Hippie Modernism: The Struggle for Utopia

Hippie Modernism: The Struggle for Utopia

Exhibition showcasing the intersections of art, architecture, and design with the counterculture of the 1960s and early 1970s

This Walker-organized exhibition, assembled with the assistance of the Berkeley Art Museum/Pacific Film Archive, examines the intersections of art, architecture, and design with the counterculture of the 1960s and early 1970s. A time of great upheaval, this period witnessed a variety of radical experiments that challenged societal and professional expectations, overturned traditional hierarchies, explored new media and materials, and formed alternative communities and new ways of living and working together. During this key moment, many artists, architects, and designers individually and collectively began a search for a new kind of utopia, whether technological, ecological, or political, and with it offered a critique of the existing society.

Loosely organized around Timothy Leary’s famous mantra, “Turn On, Tune In, Drop Out,” the exhibition charts the evolution of the period, from pharmacological, technological, and spiritual means to expand consciousness and alter one’s perception of reality, to the foment of a publishing revolution that sought to create new networks of like-minded people and raise popular awareness to some of the era’s greatest social and political struggles, to new ways of refusing mainstream society in favor of ecological awareness, the democratization of tools and technologies, and a more communal survival.

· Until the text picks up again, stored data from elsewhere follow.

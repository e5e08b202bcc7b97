//! Presentation buffers
//!
//! - Two-slot buffer pool with busy tracking
//! - Shared-memory backed buffers for the display server
//! - Host image conversion into the presentation format

pub mod pixels;
pub mod pool;
pub mod shm;

pub use pixels::{ChannelOrder, ImageView};
pub use pool::{Allocator, BufferPool, BusyFlag, Frame, SlotBuffer};
pub use shm::{ShmAllocator, ShmBuffer};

Presenting a broad range of art forms and artifacts of the era, Hippie Modernism: The Struggle for Utopia features experimental furniture, alternative living structures, immersive and participatory media environments, alternative publishing and ephemera, and experimental film. Bringing into dramatic relief the limits of Western society’s progress, the exhibition explores one of the most vibrant and inventive periods of the not-too-distant past, one that still resonates within culture today.

Curator: Andrew Blauvelt

Special Walker After Hours Preview Party
Friday, October 23rd 9PM - Midnight
"Drop out of your Friday night routine and in to Walker After Hours. This late-night party will be a mind-expanding experience. Turn on to the neo-psychedelic rock of Magic Castles, experience your phantasmic self in our Mylar photo booth, and satisfy your munchies in 1960s style. Groove to of-the-era records spun by West Bank Boogie author Cyn Collins. Tune in to the radical art and design of the counterculture or make your own alternate reality."

Tickets are $30 ($20 for Walker Members)
Click here for more information about the Preview Party to to buy tickets
 

Opening-Day Panel: Hippie Modernism
Saturday, October 24th 2PM
Join exhibition curator Andrew Blauvelt for an overview of the exhibition’s themes and ideas. He will be joined by professors Greg Castillo (UC Berkeley), moderator Ross Elfline (Carleton College), Simon Sadler (UC Davis), and Felicity Scott (Columbia University)—noted scholars on the countercultural production of the period and contributors to the exhibition catalogue—for presentations, a panel discussion, and an audience Q&A.